Towards a free Libyan civil society

The Democratic Transition and Human Rights Support centre (DAAM) extends its sincere congratulations to the group of Libyan human rights organizations (AL-Minassa), as well as to the Libyan public figures who launched on Wednesday, October 6, 2021 a proposal for a draft law to organize civil work in Libya. That coincides with the occasion of completing their work and publishing a summary of their findings in the form of a law proposal, and opening the door for discussion on it through the Internet.

The Centre stresses that the status of Libyan and international civil society organizations and associations operating in Libya is still subject to an arsenal of censorship laws that restrict freedoms and the right of Libyan citizens to organize themselves properly, and work to obstruct civil work in Libya. That is in addition to the pressures faced by Libyan organizations and activists by the armed groups and militias scattered throughout Libya.

From this point of view, DAAM Center can only support the idea of ​​developing the Libyan legislative texts related to the work of civil society organizations towards laws that are more disciplined in accordance with international standards for the work of civil organizations and far from all means of restriction and arbitrary means.

Since DAAM Center was one of the first to work in this regard, since 2016, with the participation of “Defender centre” which is a member of the platform, it organized a round table in the Tunisian capital, which ran from 16 to 18 May, under the title “Towards a Law for Civil Society Organizations in Libya – Experiences and Challenges.”  The input was provided by a group of our partners from the most prominent experts and legal minds in the region, such as Professor Abdeljaweb Harzi, advisor and representative of Mr. Kamel Jandoubi the minester of relations with constitutional institutions and human rights organizations at that time, also Mr. Mokhtar trifi the member of the High Authority for achieving the objectives of the revolution, and Dr. Majdi abdelhamid President of the Egyptian Association for the Advancement of Community Participation, Dr. Fadel Blibish, Head of the Political Science Department at the Faculty of Law and Political Science in Tunis, Professor Alaa Qaoud, Human Rights Officer at the United Nations Support Mission in Libya, and Professor Ahmed Ghannam, its legal advisor, among others.
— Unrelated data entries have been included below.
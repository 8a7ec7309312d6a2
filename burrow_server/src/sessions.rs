//! Control sessions and the connection manager
//!
//! A session owns the outbound half of one client's control stream. All
//! writes go through a per-session async mutex so each encoded frame hits
//! the transport as one atomic message, and a slow client only ever
//! throttles its own tunnels.

use axum::extract::ws::{Message, WebSocket};
use burrow_common::{constants, ProtocolError, ProtocolMessage};
use chrono::{DateTime, Utc};
use dashmap::DashMap;
use futures_util::stream::SplitSink;
use futures_util::SinkExt;
use std::sync::atomic::{AtomicBool, Ordering};
use std::sync::{Arc, Mutex};
use std::time::{Duration, Instant};
use tokio::sync::watch;
use uuid::Uuid;

pub type ControlSink = SplitSink<WebSocket, Message>;

#[derive(Debug, thiserror::Error)]
pub enum SessionError {
    #[error(transparent)]
    Protocol(#[from] ProtocolError),

    #[error("Control transport write failed: {0}")]
    Transport(#[from] axum::Error),
}

/// One authenticated bidirectional control stream.
pub struct ControlSession {
    pub id: Uuid,
    pub created_at: DateTime<Utc>,
    authenticated: AtomicBool,
    account_id: Mutex<Option<String>>,
    last_activity: Mutex<Instant>,
    outbound: tokio::sync::Mutex<ControlSink>,
    shutdown: watch::Sender<bool>,
}

impl ControlSession {
    /// Wrap the write half of a freshly accepted control stream. The
    /// returned receiver fires when the session is force-closed.
    pub fn new(sink: ControlSink) -> (Arc<Self>, watch::Receiver<bool>) {
        let (shutdown, shutdown_rx) = watch::channel(false);
        let session = Arc::new(Self {
            id: Uuid::new_v4(),
            created_at: Utc::now(),
            authenticated: AtomicBool::new(false),
            account_id: Mutex::new(None),
            last_activity: Mutex::new(Instant::now()),
            outbound: tokio::sync::Mutex::new(sink),
            shutdown,
        });
        (session, shutdown_rx)
    }

    /// Encode and write one frame. Serialized per session; may block while
    /// a slow client drains.
    pub async fn send(&self, message: &ProtocolMessage) -> Result<(), SessionError> {
        let bytes = message.to_bytes()?;
        let mut sink = self.outbound.lock().await;
        sink.send(Message::Binary(bytes.into())).await?;
        Ok(())
    }

    /// Record activity. Any inbound frame counts.
    pub fn touch(&self) {
        *self.last_activity.lock().unwrap() = Instant::now();
    }

    pub fn idle_for(&self) -> Duration {
        self.last_activity.lock().unwrap().elapsed()
    }

    pub fn mark_authenticated(&self, account_id: Option<String>) {
        *self.account_id.lock().unwrap() = account_id;
        self.authenticated.store(true, Ordering::Release);
    }

    pub fn is_authenticated(&self) -> bool {
        self.authenticated.load(Ordering::Acquire)
    }

    pub fn account_id(&self) -> Option<String> {
        self.account_id.lock().unwrap().clone()
    }

    /// Ask the read loop to tear the session down.
    pub fn close(&self) {
        let _ = self.shutdown.send(true);
    }
}

impl std::fmt::Debug for ControlSession {
    fn fmt(&self, f: &mut std::fmt::Formatter<'_>) -> std::fmt::Result {
        f.debug_struct("ControlSession")
            .field("id", &self.id)
            .field("authenticated", &self.is_authenticated())
            .finish()
    }
}

/// Live control sessions, keyed by session id.
///
/// Lookups hand out `Arc` clones; nobody does I/O while holding a map
/// guard.
#[derive(Default)]
pub struct ConnectionManager {
    sessions: DashMap<Uuid, Arc<ControlSession>>,
}

impl ConnectionManager {
    pub fn new() -> Self {
        Self::default()
    }

    pub fn add(&self, session: Arc<ControlSession>) {
        self.sessions.insert(session.id, session);
    }

    pub fn remove(&self, id: Uuid) -> Option<Arc<ControlSession>> {
        self.sessions.remove(&id).map(|(_, s)| s)
    }

    pub fn find(&self, id: Uuid) -> Option<Arc<ControlSession>> {
        self.sessions.get(&id).map(|s| s.clone())
    }

    pub fn len(&self) -> usize {
        self.sessions.len()
    }

    pub fn is_empty(&self) -> bool {
        self.sessions.is_empty()
    }

    /// Snapshot of all sessions. Callers may then do I/O freely.
    pub fn list(&self) -> Vec<Arc<ControlSession>> {
        self.sessions.iter().map(|s| s.clone()).collect()
    }
}

/// Heartbeat: ping every live session on a fixed cadence and force-close
/// the ones idle past the timeout. Cleanup itself runs in each session's
/// read loop.
pub fn spawn_heartbeat(connections: Arc<ConnectionManager>) -> tokio::task::JoinHandle<()> {
    tokio::spawn(async move {
        let mut interval =
            tokio::time::interval(Duration::from_secs(constants::HEARTBEAT_INTERVAL_SECS));
        interval.set_missed_tick_behavior(tokio::time::MissedTickBehavior::Delay);
        let idle_timeout = Duration::from_secs(constants::SESSION_IDLE_TIMEOUT_SECS);

        loop {
            interval.tick().await;
            for session in connections.list() {
                if session.idle_for() > idle_timeout {
                    tracing::info!("Closing stale session {}", session.id);
                    session.close();
                    continue;
                }
                let ping = ProtocolMessage::Ping {
                    timestamp: Utc::now().timestamp_millis() as u64,
                };
                // Bounded: a wedged client must not stall the sweep
                let send = session.send(&ping);
                if tokio::time::timeout(Duration::from_secs(5), send)
                    .await
                    .map_or(true, |r| r.is_err())
                {
                    tracing::debug!("Heartbeat send failed for session {}", session.id);
                    session.close();
                }
            }
        }
    })
}

#[cfg(test)]
mod tests {
    use super::*;

    // ControlSession construction needs a live WebSocket, so manager tests
    // exercise the map behavior via the session-id key space only.
    #[test]
    fn test_manager_find_missing() {
        let manager = ConnectionManager::new();
        assert!(manager.find(Uuid::new_v4()).is_none());
        assert!(manager.is_empty());
        assert!(manager.list().is_empty());
    }
}
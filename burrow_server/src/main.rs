//! Burrow Server - public end of the tunneling service
//!
//! This server handles:
//! - Control-plane WebSocket connections from tunnel clients
//! - Public HTTP and WebSocket ingress to tunneled services
//! - Subdomain registration with validation and rate limiting

mod auth;
mod config;
mod limiter;
mod pending;
mod registry;
mod routes;
mod sessions;

use clap::Parser;
use std::net::SocketAddr;
use tower_http::trace::TraceLayer;
use tracing_subscriber::{layer::SubscriberExt, util::SubscriberInitExt};

#[tokio::main]
async fn main() -> anyhow::Result<()> {
    // Load .env file
    dotenvy::dotenv().ok();

    // Initialize tracing
    tracing_subscriber::registry()
        .with(
            tracing_subscriber::EnvFilter::try_from_default_env()
                .unwrap_or_else(|_| "info,burrow_server=debug".into()),
        )
        .with(tracing_subscriber::fmt::layer())
        .init();

    let config = config::Config::parse();
    tracing::info!("Starting Burrow server on {}:{}", config.host, config.port);
    tracing::info!(
        "Base domain: {} (tunnels at *.{})",
        config.domain,
        config.domain
    );
    if config.auth_required && config.master_key.is_none() {
        tracing::warn!("Auth required without a master key: accepting any non-empty key");
    }
    if !config.rate_limits_enabled() {
        tracing::warn!("Rate limiting is disabled");
    }

    let addr: SocketAddr = format!("{}:{}", config.host, config.port).parse()?;
    let (state, background_tasks) = routes::AppState::new(config);

    let app = axum::Router::new()
        .fallback(routes::handle_fallback)
        .layer(TraceLayer::new_for_http())
        .with_state(state);

    tracing::info!("Listening on {}", addr);
    let listener = tokio::net::TcpListener::bind(addr).await?;

    axum::serve(
        listener,
        app.into_make_service_with_connect_info::<SocketAddr>(),
    )
    .with_graceful_shutdown(shutdown_signal())
    .await?;

    // Tear down background work in reverse construction order
    for task in background_tasks.into_iter().rev() {
        task.abort();
    }

    tracing::info!("Shutdown complete");
    Ok(())
}

async fn shutdown_signal() {
    let _ = tokio::signal::ctrl_c().await;
    tracing::info!("Shutdown requested");
}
This roundtable targeted human rights activists, lawyers, journalists, members of the Libyan Parliament (Tobruk) and representatives of the Civil Society Commission (Benghazi branch).

At the time, the work of the table dealt with discussing positive amendments to the Libyan draft law on associations, as well as decisions issued by the Civil Society Commission on regulating the work of local and international organizations in Libya. This is in order to create a suitable climate for progress in the democratic establishment process based on the principles of human rights in their integration and comprehensiveness, by drawing on the Egyptian and Tunisian experiences.

The strategy for implementing the work of the round table was participatory in discussing various experiences and ideas, except for the formulation of proposals. It was only intended for participants from Libya, so that the proposal would be purely Libyan. All parties were represented and many legal, activist, and intellectual figures, such as Professor Salah Marghani, Dr. Lamia Bousedra, and Dr. Azza Maqhour, and other prominent Libyan human rights and legal figures. At that time, the participants from Libya were divided into 3 groups that worked on preparing the following outputs:

This was followed by the submission of two proposals to the Civil Society Commission in Libya to amend Resolutions No 1 and 2 of 2016 of the Civil Society Commission in Libya related to organizing the work of local and foreign civil society organizations in Libya, and to present to the House of Representatives a proposed law regulating civil work in Libya.

In 2018, the Civil Society Commission submitted a draft law on organizing civil society, which was disappointing, and constitutes a response to what was proposed in the 2012 draft, and the 2016 experts’ proposal. Therefore, DAAM submitted a comment on the law that was proposed by the Civil Society Commission and announced its rejection of this proposal. , whose main drawbacks are its introduction of the prior authorization system for the establishment of organizations, and the setting up of loose obstacles that can be used by the commission to refuse incorporation, not to mention the quotation on the vague reasons on the basis of which associations can be dissolved.

Finally, the Democratic Transition and Human Rights Support Center (DAAM) affirms its adherence to focusing on a modern legislative system in line with international standards in the field of civil activity, and its best wishes for all efforts made by organizations operating inside and outside of Libya in order to reach laws that give Libyan citizens the right to organize themselves in peaceful associations, as well as their full right to form their organizations and institutions without interference from the executive authority of the state.